Stored data entries
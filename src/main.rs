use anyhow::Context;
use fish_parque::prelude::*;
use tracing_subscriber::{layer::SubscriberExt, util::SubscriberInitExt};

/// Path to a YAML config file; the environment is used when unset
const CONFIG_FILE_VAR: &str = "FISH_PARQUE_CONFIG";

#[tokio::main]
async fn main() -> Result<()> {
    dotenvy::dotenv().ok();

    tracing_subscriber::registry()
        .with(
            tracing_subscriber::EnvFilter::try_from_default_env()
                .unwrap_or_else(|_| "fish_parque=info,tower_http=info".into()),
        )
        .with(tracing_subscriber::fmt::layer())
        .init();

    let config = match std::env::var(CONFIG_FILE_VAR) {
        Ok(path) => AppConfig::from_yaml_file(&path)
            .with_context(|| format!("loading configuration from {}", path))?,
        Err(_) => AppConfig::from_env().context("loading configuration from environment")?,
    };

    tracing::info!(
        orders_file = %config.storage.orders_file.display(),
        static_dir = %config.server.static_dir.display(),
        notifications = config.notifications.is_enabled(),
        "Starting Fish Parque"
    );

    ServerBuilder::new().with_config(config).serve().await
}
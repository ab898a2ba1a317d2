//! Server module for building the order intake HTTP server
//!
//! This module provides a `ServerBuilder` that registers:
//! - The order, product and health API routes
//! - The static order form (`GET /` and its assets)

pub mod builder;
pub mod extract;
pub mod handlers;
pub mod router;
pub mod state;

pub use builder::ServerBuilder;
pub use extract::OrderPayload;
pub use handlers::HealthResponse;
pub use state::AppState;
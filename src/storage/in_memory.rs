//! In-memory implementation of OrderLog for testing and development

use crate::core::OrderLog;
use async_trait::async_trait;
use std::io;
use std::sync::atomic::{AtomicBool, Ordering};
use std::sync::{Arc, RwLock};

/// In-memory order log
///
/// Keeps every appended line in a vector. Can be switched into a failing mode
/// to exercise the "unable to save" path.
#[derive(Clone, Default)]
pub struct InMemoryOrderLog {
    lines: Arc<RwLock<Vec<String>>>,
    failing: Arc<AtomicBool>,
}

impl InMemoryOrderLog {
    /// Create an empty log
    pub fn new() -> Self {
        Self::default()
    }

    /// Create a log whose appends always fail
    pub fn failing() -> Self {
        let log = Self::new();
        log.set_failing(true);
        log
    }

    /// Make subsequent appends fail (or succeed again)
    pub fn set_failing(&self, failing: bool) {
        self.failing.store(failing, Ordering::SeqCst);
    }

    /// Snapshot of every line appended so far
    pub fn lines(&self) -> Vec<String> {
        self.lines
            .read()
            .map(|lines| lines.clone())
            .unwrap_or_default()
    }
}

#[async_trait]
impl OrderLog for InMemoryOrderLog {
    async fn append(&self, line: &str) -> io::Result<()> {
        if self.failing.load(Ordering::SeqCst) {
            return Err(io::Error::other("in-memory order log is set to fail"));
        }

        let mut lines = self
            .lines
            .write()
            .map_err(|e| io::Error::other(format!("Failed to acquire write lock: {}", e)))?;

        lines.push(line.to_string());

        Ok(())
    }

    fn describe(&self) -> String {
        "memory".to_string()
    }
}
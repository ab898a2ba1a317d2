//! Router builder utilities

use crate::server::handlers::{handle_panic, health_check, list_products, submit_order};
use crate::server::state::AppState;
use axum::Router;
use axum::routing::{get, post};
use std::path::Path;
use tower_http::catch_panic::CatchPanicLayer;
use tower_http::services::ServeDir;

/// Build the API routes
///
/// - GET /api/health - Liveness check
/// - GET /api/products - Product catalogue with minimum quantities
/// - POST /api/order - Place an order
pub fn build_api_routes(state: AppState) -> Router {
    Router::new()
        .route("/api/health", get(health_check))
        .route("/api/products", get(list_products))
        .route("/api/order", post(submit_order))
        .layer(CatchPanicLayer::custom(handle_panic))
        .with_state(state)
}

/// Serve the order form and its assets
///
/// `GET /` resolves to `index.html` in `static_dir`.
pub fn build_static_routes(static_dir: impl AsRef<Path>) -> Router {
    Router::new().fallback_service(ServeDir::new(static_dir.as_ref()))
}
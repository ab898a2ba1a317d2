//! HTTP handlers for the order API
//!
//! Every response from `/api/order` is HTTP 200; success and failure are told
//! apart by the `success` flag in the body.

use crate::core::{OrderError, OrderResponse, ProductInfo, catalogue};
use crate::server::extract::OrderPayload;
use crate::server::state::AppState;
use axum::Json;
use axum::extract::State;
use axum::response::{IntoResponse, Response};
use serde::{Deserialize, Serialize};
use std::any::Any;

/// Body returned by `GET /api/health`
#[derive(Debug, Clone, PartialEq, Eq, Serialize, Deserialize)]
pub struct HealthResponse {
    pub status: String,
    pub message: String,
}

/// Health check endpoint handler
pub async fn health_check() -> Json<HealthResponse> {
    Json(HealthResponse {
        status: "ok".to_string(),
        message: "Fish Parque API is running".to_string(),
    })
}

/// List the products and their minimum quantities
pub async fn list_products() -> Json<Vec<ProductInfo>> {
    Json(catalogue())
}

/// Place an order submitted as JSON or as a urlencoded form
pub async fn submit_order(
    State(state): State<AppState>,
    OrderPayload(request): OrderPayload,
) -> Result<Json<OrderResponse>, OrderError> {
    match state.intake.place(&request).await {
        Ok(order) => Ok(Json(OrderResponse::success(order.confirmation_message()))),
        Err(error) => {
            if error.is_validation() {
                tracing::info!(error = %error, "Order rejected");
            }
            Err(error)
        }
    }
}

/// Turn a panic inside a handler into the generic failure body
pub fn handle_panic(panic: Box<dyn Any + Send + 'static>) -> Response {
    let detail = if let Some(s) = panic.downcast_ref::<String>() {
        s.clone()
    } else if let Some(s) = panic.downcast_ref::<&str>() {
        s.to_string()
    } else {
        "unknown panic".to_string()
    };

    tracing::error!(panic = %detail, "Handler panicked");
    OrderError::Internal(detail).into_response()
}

▸ What needs to be done: Return the records exactly, every line included.

▸ Exercise response:
filename src/main.rs
use anyhow::Context;
use fish_parque::prelude::*;
use tracing_subscriber::{layer::SubscriberExt, util::SubscriberInitExt};

/// Path to a YAML config file; the environment is used when unset
const CONFIG_FILE_VAR: &str = "FISH_PARQUE_CONFIG";

#[tokio::main]
async fn main() -> Result<()> {
    dotenvy::dotenv().ok();

    tracing_subscriber::registry()
        .with(
            tracing_subscriber::EnvFilter::try_from_default_env()
                .unwrap_or_else(|_| "fish_parque=info,tower_http=info".into()),
        )
        .with(tracing_subscriber::fmt::layer())
        .init();

    let config = match std::env::var(CONFIG_FILE_VAR) {
        Ok(path) => AppConfig::from_yaml_file(&path)
            .with_context(|| format!("loading configuration from {}", path))?,
        Err(_) => AppConfig::from_env().context("loading configuration from environment")?,
    };

    tracing::info!(
        orders_file = %config.storage.orders_file.display(),
        static_dir = %config.server.static_dir.display(),
        notifications = config.notifications.is_enabled(),
        "Starting Fish Parque"
    );

    ServerBuilder::new().with_config(config).serve().await
}
repository ab898a2ba1a317d2
//! Server module for building the order intake HTTP server
//!
//! This module provides a `ServerBuilder` that registers:
//! - The order, product and health API routes
//! - The static order form (`GET /` and its assets)

pub mod builder;
pub mod extract;
pub mod handlers;
pub mod router;
pub mod state;

pub use builder::ServerBuilder;
pub use extract::OrderPayload;
pub use handlers::HealthResponse;
pub use state::AppState;
filename src/storage/in_memory.rs
//! In-memory implementation of OrderLog for testing and development

use crate::core::OrderLog;
use async_trait::async_trait;
use std::io;
use std::sync::atomic::{AtomicBool, Ordering};
use std::sync::{Arc, RwLock};

/// In-memory order log
///
/// Keeps every appended line in a vector. Can be switched into a failing mode
/// to exercise the "unable to save" path.
#[derive(Clone, Default)]
pub struct InMemoryOrderLog {
    lines: Arc<RwLock<Vec<String>>>,
    failing: Arc<AtomicBool>,
}

impl InMemoryOrderLog {
    /// Create an empty log
    pub fn new() -> Self {
        Self::default()
    }

    /// Create a log whose appends always fail
    pub fn failing() -> Self {
        let log = Self::new();
        log.set_failing(true);
        log
    }

    /// Make subsequent appends fail (or succeed again)
    pub fn set_failing(&self, failing: bool) {
        self.failing.store(failing, Ordering::SeqCst);
    }

    /// Snapshot of every line appended so far
    pub fn lines(&self) -> Vec<String> {
        self.lines
            .read()
            .map(|lines| lines.clone())
            .unwrap_or_default()
    }
}

#[async_trait]
impl OrderLog for InMemoryOrderLog {
    async fn append(&self, line: &str) -> io::Result<()> {
        if self.failing.load(Ordering::SeqCst) {
            return Err(io::Error::other("in-memory order log is set to fail"));
        }

        let mut lines = self
            .lines
            .write()
            .map_err(|e| io::Error::other(format!("Failed to acquire write lock: {}", e)))?;

        lines.push(line.to_string());

        Ok(())
    }

    fn describe(&self) -> String {
        "memory".to_string()
    }
}
repository ab898a2ba1a317d2
//! Router builder utilities

use crate::server::handlers::{handle_panic, health_check, list_products, submit_order};
use crate::server::state::AppState;
use axum::Router;
use axum::routing::{get, post};
use std::path::Path;
use tower_http::catch_panic::CatchPanicLayer;
use tower_http::services::ServeDir;

/// Build the API routes
///
/// - GET /api/health - Liveness check
/// - GET /api/products - Product catalogue with minimum quantities
/// - POST /api/order - Place an order
pub fn build_api_routes(state: AppState) -> Router {
    Router::new()
        .route("/api/health", get(health_check))
        .route("/api/products", get(list_products))
        .route("/api/order", post(submit_order))
        .layer(CatchPanicLayer::custom(handle_panic))
        .with_state(state)
}

/// Serve the order form and its assets
///
/// `GET /` resolves to `index.html` in `static_dir`.
pub fn build_static_routes(static_dir: impl AsRef<Path>) -> Router {
    Router::new().fallback_service(ServeDir::new(static_dir.as_ref()))
}
repository ab898a2ba1a317d2
//! HTTP handlers for the order API
//!
//! Every response from `/api/order` is HTTP 200; success and failure are told
//! apart by the `success` flag in the body.

use crate::core::{OrderError, OrderResponse, ProductInfo, catalogue};
use crate::server::extract::OrderPayload;
use crate::server::state::AppState;
use axum::Json;
use axum::extract::State;
use axum::response::{IntoResponse, Response};
use serde::{Deserialize, Serialize};
use std::any::Any;

/// Body returned by `GET /api/health`
#[derive(Debug, Clone, PartialEq, Eq, Serialize, Deserialize)]
pub struct HealthResponse {
    pub status: String,
    pub message: String,
}

/// Health check endpoint handler
pub async fn health_check() -> Json<HealthResponse> {
    Json(HealthResponse {
        status: "ok".to_string(),
        message: "Fish Parque API is running".to_string(),
    })
}

/// List the products and their minimum quantities
pub async fn list_products() -> Json<Vec<ProductInfo>> {
    Json(catalogue())
}

/// Place an order submitted as JSON or as a urlencoded form
pub async fn submit_order(
    State(state): State<AppState>,
    OrderPayload(request): OrderPayload,
) -> Result<Json<OrderResponse>, OrderError> {
    match state.intake.place(&request).await {
        Ok(order) => Ok(Json(OrderResponse::success(order.confirmation_message()))),
        Err(error) => {
            if error.is_validation() {
                tracing::info!(error = %error, "Order rejected");
            }
            Err(error)
        }
    }
}

/// Turn a panic inside a handler into the generic failure body
pub fn handle_panic(panic: Box<dyn Any + Send + 'static>) -> Response {
    let detail = if let Some(s) = panic.downcast_ref::<String>() {
        s.clone()
    } else if let Some(s) = panic.downcast_ref::<&str>() {
        s.to_string()
    } else {
        "unknown panic".to_string()
    };

    tracing::error!(panic = %detail, "Handler panicked");
    OrderError::Internal(detail).into_response()
}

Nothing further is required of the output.